Amendement n° None — APRÈS L'ARTICLE 3, insérer l'article suivant:
Dispositif
Dans un délai de trois mois à compter de la promulgation de la présente loi, le Gouvernement remet au Parlement un rapport sur l’accès aux origines personnelles des personnes nées sous X, de dons de gamètes ou par une adoption nationale ou internationale.
Ce rapport examine le suivi post-adoption, l’accessibilité aux archives et dossiers auprès des autorités publiques et privées concernées et propose des mesures d’amélioration pour faciliter l’accès aux origines personnelles.
Exposé sommaire
Par cet amendement nous demandons la remise d'un rapport afin d'améliorer l'accès aux origines personnelles pour les personnes nées sous X, de dons de gamètes ou adoptées.
Ces personnes peuvent subir différents traumatismes et troubles psychologiques liées à leur filiation et éprouver un besoin légitime de rechercher leurs origines personnelles. Malheureusement de nombreuses personnes font face à des obstacles dans leurs recherches du fait de l'opacité des dossiers qui peuvent être inaccessibles ou falsifiés. Dans son rapport d'activité 2024, la Commission nationale pour l'accès aux origines personnelles (CNAOP) estime que le principal motif de clôture des dossiers pour les demandes recevables depuis 2022 relève des identifications ou localisations impossibles (42%) contre seulement 13% pour le refus de lever le secret, et affiche un taux de 36% de communications d'identité.

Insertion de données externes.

//! Error types for the loyalty ledger
//!
//! Errors fall into two classes that callers must treat differently:
//!
//! - **Validation** errors are rejected synchronously and never queued.
//! - **Transient** errors mean the store could not be reached; the operation
//!   is handed to the retry queue instead of being lost.
//!
//! Configuration problems are not errors at all: they resolve to defaults via
//! [`Resolution`].

use rust_decimal::Decimal;
use thiserror::Error;

/// Result type for ledger operations
pub type Result<T> = std::result::Result<T, Error>;

/// Ledger errors
#[derive(Error, Debug)]
pub enum Error {
    /// Redemption larger than the current balance
    #[error("Insufficient balance on {account}: balance {balance}, requested {requested}")]
    InsufficientBalance {
        /// Account being debited
        account: String,
        /// Balance at the time of the check
        balance: Decimal,
        /// Points requested
        requested: Decimal,
    },

    /// Malformed input (zero amount, sign mismatch, ...)
    #[error("Invalid input: {0}")]
    InvalidInput(String),

    /// Account does not exist
    #[error("Account not found: {0}")]
    AccountNotFound(String),

    /// Account exists but may not transact
    #[error("Account {0} is not active")]
    AccountInactive(String),

    /// Limit guard denied the operation
    #[error("Limit exceeded: {0}")]
    LimitExceeded(String),

    /// Store unreachable or write failed; safe to retry
    #[error("Transient persistence error: {0}")]
    TransientPersistence(String),

    /// Derived operation replayed before the operation it depends on
    #[error("Parent operation {0} has not committed yet")]
    ParentPending(uuid::Uuid),

    /// Account version moved between read and write
    #[error("Version conflict on {account}: expected {expected}, found {found}")]
    VersionConflict {
        /// Account being written
        account: String,
        /// Version the writer read
        expected: u64,
        /// Version present in the store
        found: u64,
    },

    /// Operation did not finish within its deadline
    #[error("Timed out: {0}")]
    Timeout(String),

    /// Storage error (RocksDB)
    #[error("Storage error: {0}")]
    Storage(String),

    /// Serialization error
    #[error("Serialization error: {0}")]
    Serialization(String),

    /// Concurrency error (actor mailbox closed, etc.)
    #[error("Concurrency error: {0}")]
    Concurrency(String),

    /// Configuration error
    #[error("Configuration error: {0}")]
    Config(String),

    /// IO error
    #[error("IO error: {0}")]
    Io(#[from] std::io::Error),

    /// Generic error
    #[error("{0}")]
    Other(String),
}

impl Error {
    /// Whether the caller should queue the operation for replay
    pub fn is_transient(&self) -> bool {
        matches!(
            self,
            Error::TransientPersistence(_)
                | Error::ParentPending(_)
                | Error::VersionConflict { .. }
                | Error::Timeout(_)
                | Error::Storage(_)
                | Error::Concurrency(_)
                | Error::Io(_)
        )
    }

    /// Whether the operation was rejected on its merits
    pub fn is_validation(&self) -> bool {
        matches!(
            self,
            Error::InsufficientBalance { .. }
                | Error::InvalidInput(_)
                | Error::AccountNotFound(_)
                | Error::AccountInactive(_)
                | Error::LimitExceeded(_)
        )
    }
}

impl From<rocksdb::Error> for Error {
    fn from(err: rocksdb::Error) -> Self {
        Error::Storage(err.to_string())
    }
}

impl From<bincode::Error> for Error {
    fn from(err: bincode::Error) -> Self {
        Error::Serialization(err.to_string())
    }
}

impl From<serde_json::Error> for Error {
    fn from(err: serde_json::Error) -> Self {
        Error::Serialization(err.to_string())
    }
}

impl From<String> for Error {
    fn from(msg: String) -> Self {
        Error::Other(msg)
    }
}

impl From<&str> for Error {
    fn from(msg: &str) -> Self {
        Error::Other(msg.to_string())
    }
}

/// A value that fell back to a default because its source was unusable.
///
/// Carries both the substituted default and the cause, so a caller can
/// either propagate the failure or keep going with `default`.
#[derive(Debug, Clone)]
pub struct Degraded<T> {
    /// The hardcoded safe default
    pub default: T,
    /// Why the real value could not be used
    pub cause: String,
}

/// Outcome of a lookup that never fails outright
pub type Resolution<T> = std::result::Result<T, Degraded<T>>;

/// Helpers for consuming a [`Resolution`]
pub trait ResolutionExt<T> {
    /// Take the resolved value, or log a warning and take the default
    fn or_fallback(self, what: &str) -> T;

    /// Treat a fallback as a configuration error
    fn strict(self) -> Result<T>;
}

impl<T> ResolutionExt<T> for Resolution<T> {
    fn or_fallback(self, what: &str) -> T {
        match self {
            Ok(value) => value,
            Err(degraded) => {
                tracing::warn!(what, cause = %degraded.cause, "Falling back to default");
                degraded.default
            }
        }
    }

    fn strict(self) -> Result<T> {
        self.map_err(|d| Error::Config(d.cause))
    }
}

/// Build a degraded resolution
pub fn degraded<T>(default: T, cause: impl Into<String>) -> Resolution<T> {
    Err(Degraded {
        default,
        cause: cause.into(),
    })
}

Nous proposons un examen de l'état actuel de l'accès aux origines personnelles et des blocages existants. Cela permettra de proposer des pistes d'amélioration afin de rendre le traitement des dossiers plus transparents, de renforcer la préservation des archives et de faire progresser les échanges avec les entités publiques et privées concernées, nationales ou internationales. Le CNAOP et la Commission d'accès aux personnes nées d'une assistance médicale à la procréation aux données des tiers donneurs (CAPADD) pourront être associées à ce travail qui permettra aussi d'évaluer les moyens supplémentaires nécessaires.
Les tests génétiques ne peuvent être la solution miracle pour répondre aux besoins exprimés de recherche des origines personnelles, c'est une réponse souvent illusoire dont les résultats sont contestés, contrairement aux archives factuelles dont l'accès peut être amélioré, et ce sans remettre en question les droits des personnes accouchant sous X.